References
posted on: Apr 19, 2019

Since I started learning to program, one of the most confusing topic has always been how to pass data, without having unintended side effects. Sometimes, we want the data to be immutable, sometimes we do want to modify it within a method. Eric Lippert’s Essential C# does a wonderful job of explaining this topic in depth. This entry tries to summarize my understanding and how it works in C#.

The most fundamental way to pass data in a program is to call a method and pass the data as parameters. Let’s begin with a simple method, which takes two numbers and returns their sum.

public void Add(int x, int y) 
{
  return x + y;
}

int sum = Add(3, 5);

In this example, Add() is a method which takes x and y as parameters, and returns the sum of x and y. We call this method by passing 3 and 5 as arguments and store the returned value in sum.

So far, so good.

In C#, the data to be passed around is usually passed by value, which means that the value of the argument is copied into the target parameter. In our example, 3 is copied to x, and 5 is copied to y.

What that means, is even if we pass an object (a reference type) to a method, it will be passed by value. However, for a reference type, the value to be copied is the memory address, or location where the data associated with the object is stored.

For example, the following method takes an employee object as a parameter. Any changes made to employee will be persisted outside the original method.

public void Promote(Employee employee) 
{
    employee.Salary += 10000;
}

// Initialize an employee with a base salary of 5000
Employee raj = new Employee(5000); 
Console.WriteLine(raj.Salary); // prints 5000

Promote(raj);

Console.WriteLine(raj.Salary); // prints 15000

When we pass raj as an argument to Promote(Employee employee) method, the reference to the employee object raj is copied to the employee variable. In this case, the called method can write a value into the caller’s variable Salary. Hence, the changes made to Salary will be visible outside of Promote() method.

Here is an illustration of how this works step-by-step. When Promote() method returns, raj is holding a reference which points to the Employee object in memory, whose contents (Salary) has been modified by the Promote() method.



Now, because it was passed by value, if we reassign the passed value in Promote() method, the change won’t be reflected in the original variable. For example, if we set employee to null inside Promote(), raj will still be pointing to the original employee.

Promote(Employee employee)
{
    employee = null;
}

// Initialize an employee with a base salary of 5000
Employee raj = new Employee(5000); 
Console.WriteLine(raj.Salary); // prints 5000

Promote(raj);

Console.WriteLine(raj.Salary); // still prints 5000

This is confusing. If we are passing a reference, shouldn’t the changes made to the reference be persisted outside the method? Turns out, since a copy of the caller variable is made, the caller’s variable cannot be reassigned.
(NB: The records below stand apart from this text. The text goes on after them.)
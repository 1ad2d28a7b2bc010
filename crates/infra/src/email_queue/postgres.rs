//! Postgres-backed email queue.
//!
//! The claim is a single `UPDATE ... WHERE id IN (SELECT ... FOR UPDATE SKIP LOCKED)`
//! statement: rows locked by a concurrent claim are skipped rather than waited
//! on, so overlapping cron invocations partition the backlog between them.

use async_trait::async_trait;
use chrono::{DateTime, Utc};
use sqlx::{PgPool, Row};
use tracing::instrument;
use uuid::Uuid;

use investi_core::EmailAddress;

use super::store::{ClaimRequest, EmailQueueStore};
use super::types::{EmailJob, EmailJobId, EmailJobStatus, QueueStats};
use crate::store::StoreError;
use crate::store::postgres::map_sqlx_error;

const JOB_COLUMNS: &str = "id, recipient, template, data, status, attempts, last_error, \
     created_at, updated_at, next_attempt_at, claimed_at, sent_at";

#[derive(Debug, Clone)]
pub struct PostgresEmailQueueStore {
    pool: PgPool,
}

impl PostgresEmailQueueStore {
    pub fn new(pool: PgPool) -> Self {
        Self { pool }
    }

    async fn fail_stranded(&self, request: &ClaimRequest) -> Result<u64, StoreError> {
        let result = sqlx::query(
            r#"
            UPDATE email_queue
            SET status = 'failed',
                last_error = COALESCE(last_error, 'attempt ceiling reached'),
                updated_at = $1
            WHERE attempts >= $3
              AND (
                   (status = 'pending' AND (next_attempt_at IS NULL OR next_attempt_at <= $1))
                OR (status = 'in_flight' AND claimed_at <= $1 - make_interval(secs => $2))
              )
            "#,
        )
        .bind(request.now)
        .bind(request.lease.as_secs_f64())
        .bind(attempts_param(request.max_attempts))
        .execute(&self.pool)
        .await
        .map_err(|e| map_sqlx_error("fail_stranded", e))?;
        Ok(result.rows_affected())
    }
}

/// Claim due pending jobs and lease-expired in-flight jobs, oldest first.
/// Both branches stay under the attempt ceiling (`$4`) on their own.
fn claim_sql() -> String {
    format!(
        r#"
        UPDATE email_queue
        SET status = 'in_flight',
            attempts = attempts + 1,
            claimed_at = $1,
            updated_at = $1
        WHERE id IN (
            SELECT id FROM email_queue
            WHERE attempts < $4
              AND (
                   (status = 'pending' AND (next_attempt_at IS NULL OR next_attempt_at <= $1))
                OR (status = 'in_flight' AND claimed_at <= $1 - make_interval(secs => $2))
              )
            ORDER BY created_at, id
            LIMIT $3
            FOR UPDATE SKIP LOCKED
        )
        RETURNING {JOB_COLUMNS}
        "#
    )
}

fn attempts_param(n: u32) -> i32 {
    i32::try_from(n).unwrap_or(i32::MAX)
}

fn limit_param(n: usize) -> i64 {
    i64::try_from(n).unwrap_or(i64::MAX)
}

#[async_trait]
impl EmailQueueStore for PostgresEmailQueueStore {
    #[instrument(skip(self, job), fields(job_id = %job.id, template = %job.template))]
    async fn enqueue(&self, job: EmailJob) -> Result<EmailJobId, StoreError> {
        sqlx::query(
            r#"
            INSERT INTO email_queue
                (id, recipient, template, data, status, attempts, last_error,
                 created_at, updated_at, next_attempt_at, claimed_at, sent_at)
            VALUES ($1, $2, $3, $4, $5, $6, $7, $8, $9, $10, $11, $12)
            "#,
        )
        .bind(job.id.0)
        .bind(job.recipient.as_str())
        .bind(&job.template)
        .bind(&job.data)
        .bind(job.status.as_str())
        .bind(attempts_param(job.attempts))
        .bind(&job.last_error)
        .bind(job.created_at)
        .bind(job.updated_at)
        .bind(job.next_attempt_at)
        .bind(job.claimed_at)
        .bind(job.sent_at)
        .execute(&self.pool)
        .await
        .map_err(|e| map_sqlx_error("enqueue", e))?;
        Ok(job.id)
    }

    #[instrument(skip(self), fields(limit = request.limit))]
    async fn claim_batch(&self, request: ClaimRequest) -> Result<Vec<EmailJob>, StoreError> {
        if request.limit == 0 {
            return Ok(Vec::new());
        }

        let stranded = self.fail_stranded(&request).await?;
        if stranded > 0 {
            tracing::warn!(stranded, "dead-lettered claimable jobs already at the attempt ceiling");
        }

        let sql = claim_sql();
        let rows = sqlx::query(&sql)
            .bind(request.now)
            .bind(request.lease.as_secs_f64())
            .bind(limit_param(request.limit))
            .bind(attempts_param(request.max_attempts))
            .fetch_all(&self.pool)
            .await
            .map_err(|e| map_sqlx_error("claim_batch", e))?;

        // RETURNING does not preserve the subquery order.
        let mut jobs = rows.iter().map(job_from_row).collect::<Result<Vec<_>, _>>()?;
        jobs.sort_by_key(|j| (j.created_at, j.id));
        Ok(jobs)
    }

    #[instrument(skip(self, job), fields(job_id = %job.id, status = job.status.as_str()))]
    async fn record_attempt(&self, job: &EmailJob) -> Result<bool, StoreError> {
        let result = sqlx::query(
            r#"
            UPDATE email_queue
            SET status = $2,
                last_error = $3,
                updated_at = $4,
                next_attempt_at = $5,
                sent_at = $6
            WHERE id = $1 AND status = 'in_flight' AND attempts = $7
            "#,
        )
        .bind(job.id.0)
        .bind(job.status.as_str())
        .bind(&job.last_error)
        .bind(job.updated_at)
        .bind(job.next_attempt_at)
        .bind(job.sent_at)
        .bind(attempts_param(job.attempts))
        .execute(&self.pool)
        .await
        .map_err(|e| map_sqlx_error("record_attempt", e))?;
        Ok(result.rows_affected() == 1)
    }

    async fn get(&self, id: EmailJobId) -> Result<Option<EmailJob>, StoreError> {
        let sql = format!("SELECT {JOB_COLUMNS} FROM email_queue WHERE id = $1");
        let row = sqlx::query(&sql)
            .bind(id.0)
            .fetch_optional(&self.pool)
            .await
            .map_err(|e| map_sqlx_error("get", e))?;
        row.as_ref().map(job_from_row).transpose()
    }

    async fn stats(&self) -> Result<QueueStats, StoreError> {
        let rows = sqlx::query("SELECT status, COUNT(*) AS n FROM email_queue GROUP BY status")
            .fetch_all(&self.pool)
            .await
            .map_err(|e| map_sqlx_error("stats", e))?;

        let mut stats = QueueStats::default();
        for row in rows {
            let status: String = row.try_get("status").map_err(|e| map_sqlx_error("stats", e))?;
            let n: i64 = row.try_get("n").map_err(|e| map_sqlx_error("stats", e))?;
            let status = status.parse::<EmailJobStatus>().map_err(StoreError::storage)?;
            stats.record(status, u64::try_from(n).unwrap_or_default());
        }
        Ok(stats)
    }

    async fn list_failed(&self, limit: usize) -> Result<Vec<EmailJob>, StoreError> {
        let sql = format!(
            "SELECT {JOB_COLUMNS} FROM email_queue WHERE status = 'failed' \
             ORDER BY updated_at DESC LIMIT $1"
        );
        let rows = sqlx::query(&sql)
            .bind(limit_param(limit))
            .fetch_all(&self.pool)
            .await
            .map_err(|e| map_sqlx_error("list_failed", e))?;
        rows.iter().map(job_from_row).collect()
    }

    #[instrument(skip(self))]
    async fn retry_failed(&self, id: EmailJobId) -> Result<EmailJob, StoreError> {
        let sql = format!(
            r#"
            UPDATE email_queue
            SET status = 'pending',
                attempts = 0,
                next_attempt_at = NULL,
                claimed_at = NULL,
                updated_at = now()
            WHERE id = $1 AND status = 'failed'
            RETURNING {JOB_COLUMNS}
            "#
        );
        let row = sqlx::query(&sql)
            .bind(id.0)
            .fetch_optional(&self.pool)
            .await
            .map_err(|e| map_sqlx_error("retry_failed", e))?;
        match row {
            Some(row) => job_from_row(&row),
            None => Err(StoreError::NotFound(format!("failed email job {id}"))),
        }
    }
}

fn job_from_row(row: &sqlx::postgres::PgRow) -> Result<EmailJob, StoreError> {
    let get_err = |e| map_sqlx_error("decode email job", e);

    let id: Uuid = row.try_get("id").map_err(get_err)?;
    let recipient: String = row.try_get("recipient").map_err(get_err)?;
    let status: String = row.try_get("status").map_err(get_err)?;
    let attempts: i32 = row.try_get("attempts").map_err(get_err)?;
    let created_at: DateTime<Utc> = row.try_get("created_at").map_err(get_err)?;
    let updated_at: DateTime<Utc> = row.try_get("updated_at").map_err(get_err)?;

    Ok(EmailJob {
        id: EmailJobId::from_uuid(id),
        recipient: EmailAddress::parse(&recipient)
            .map_err(|e| StoreError::storage(format!("email job {id}: {e}")))?,
        template: row.try_get("template").map_err(get_err)?,
        data: row.try_get("data").map_err(get_err)?,
        status: status.parse().map_err(StoreError::storage)?,
        attempts: u32::try_from(attempts).unwrap_or_default(),
        last_error: row.try_get("last_error").map_err(get_err)?,
        created_at,
        updated_at,
        next_attempt_at: row.try_get("next_attempt_at").map_err(get_err)?,
        claimed_at: row.try_get("claimed_at").map_err(get_err)?,
        sent_at: row.try_get("sent_at").map_err(get_err)?,
    })
}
It is not of importance whether the parameter passed is a value type or a reference type. Rather, the important issue is whether the called method can write a value into the caller’s original variable.

If a reference type variable is passed by value, the reference itself is copied from the caller to the method parameter. As a result, the target method cannot update the caller variable’s value but it may update the data referred to by the reference.
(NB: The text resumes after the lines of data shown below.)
use std::sync::Arc;
use std::time::Instant;

use axum::{
    extract::State,
    http::{HeaderMap, StatusCode},
    middleware::Next,
    response::Response,
};

use crate::app::errors::json_error;

/// Shared-secret bearer gate.
#[derive(Clone)]
pub struct SecretGate {
    secret: Option<Arc<str>>,
    /// Let every request through when no secret is configured
    open_when_unset: bool,
}

impl std::fmt::Debug for SecretGate {
    fn fmt(&self, f: &mut std::fmt::Formatter<'_>) -> std::fmt::Result {
        f.debug_struct("SecretGate")
            .field("configured", &self.secret.is_some())
            .field("open_when_unset", &self.open_when_unset)
            .finish()
    }
}

impl SecretGate {
    /// Cron gate: enforced only when a secret is configured.
    pub fn optional(secret: Option<&str>) -> Self {
        Self {
            secret: secret.map(Arc::from),
            open_when_unset: true,
        }
    }

    /// Admin gate: without a secret nothing gets through.
    pub fn required(secret: Option<&str>) -> Self {
        Self {
            secret: secret.map(Arc::from),
            open_when_unset: false,
        }
    }

    pub fn allows(&self, headers: &HeaderMap) -> bool {
        match &self.secret {
            None => self.open_when_unset,
            Some(secret) => extract_bearer(headers)
                .map(|token| constant_time_eq(token.as_bytes(), secret.as_bytes()))
                .unwrap_or(false),
        }
    }
}

pub async fn require_secret(
    State(gate): State<SecretGate>,
    req: axum::http::Request<axum::body::Body>,
    next: Next,
) -> Response {
    if !gate.allows(req.headers()) {
        tracing::warn!(path = %req.uri().path(), "rejected request with missing or wrong bearer secret");
        return json_error(StatusCode::UNAUTHORIZED, "Unauthorized");
    }
    next.run(req).await
}

/// One log line per request.
pub async fn trace_requests(req: axum::http::Request<axum::body::Body>, next: Next) -> Response {
    let method = req.method().clone();
    let path = req.uri().path().to_string();
    let started = Instant::now();

    let response = next.run(req).await;

    tracing::info!(
        %method,
        path,
        status = response.status().as_u16(),
        elapsed_ms = started.elapsed().as_millis() as u64,
        "request"
    );
    response
}

fn extract_bearer(headers: &HeaderMap) -> Result<&str, StatusCode> {
    let header = headers
        .get(axum::http::header::AUTHORIZATION)
        .ok_or(StatusCode::UNAUTHORIZED)?;

    let header = header.to_str().map_err(|_| StatusCode::UNAUTHORIZED)?;

    let header = header
        .strip_prefix("Bearer ")
        .ok_or(StatusCode::UNAUTHORIZED)?;

    let token = header.trim();
    if token.is_empty() {
        return Err(StatusCode::UNAUTHORIZED);
    }

    Ok(token)
}

fn constant_time_eq(a: &[u8], b: &[u8]) -> bool {
    if a.len() != b.len() {
        return false;
    }
    a.iter().zip(b).fold(0u8, |acc, (x, y)| acc | (x ^ y)) == 0
}

#[cfg(test)]
mod tests {
    use axum::http::{HeaderValue, header::AUTHORIZATION};

    use super::*;

    fn headers(auth: Option<&str>) -> HeaderMap {
        let mut h = HeaderMap::new();
        if let Some(v) = auth {
            h.insert(AUTHORIZATION, HeaderValue::from_str(v).unwrap());
        }
        h
    }

    #[test]
    fn optional_gate_is_open_without_secret() {
        let gate = SecretGate::optional(None);
        assert!(gate.allows(&headers(None)));
    }

    #[test]
    fn required_gate_is_closed_without_secret() {
        let gate = SecretGate::required(None);
        assert!(!gate.allows(&headers(Some("Bearer anything"))));
    }

    #[test]
    fn configured_secret_must_match_exactly() {
        let gate = SecretGate::optional(Some("s3cret"));
        assert!(gate.allows(&headers(Some("Bearer s3cret"))));
        assert!(!gate.allows(&headers(Some("Bearer s3cre"))));
        assert!(!gate.allows(&headers(Some("Basic s3cret"))));
        assert!(!gate.allows(&headers(Some("Bearer "))));
        assert!(!gate.allows(&headers(None)));
    }
}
The above scenario can be illustrated as follows:



Now, if we do want the changes made to the reference itself, C# provides a ref keyword, which allows us to pass the variable as a reference.

Consider the following example, which is similar to the previous one, with a small change. When we call the method Promote(), the parameter is prefixed with the keyword ref. If we assign the parameter to a new Employee object, the argument is changed as well.

Promote(ref Employee employee)
{
    employee = new Employee(6000);
}

// Initialize an employee with a base salary of 5000
Employee raj = new Employee(5000); 
Console.WriteLine(raj.Salary); // prints 5000

Promote(ref raj);

Console.WriteLine(raj.Salary); // prints 6000

When the called method specifies a parameter as ref, it indicates that an argument is passed by reference, not by value. This also means that the parameter essentially becomes an alias for the argument. In other words, any operation on the parameter is made on the argument.

For example, if the caller passes a local variable expression or an array element access expression, and the called method replaces the object to which the ref parameter refers, then the caller’s local variable or the array element now refers to the new object when the method returns.

For using ref, there are following prerequisites:

  • The argument must be a variable
  • The variable must be initialized before being passed.

Sometimes, we do want to pass an argument to a method before initializing it, so that the method can modify it. To achieve this, C# provides another keyword, aptly named out. Prefixing an argument with out is functionally identical to a ref parameter. In both cases the argument is passed as a reference. The only difference is which requirements the C# compiler enforces. They are as follows:

  • Variables passed as out arguments do not have to be initialized before being passed in a method call.
  • However, the out parameter must be set before the method exits.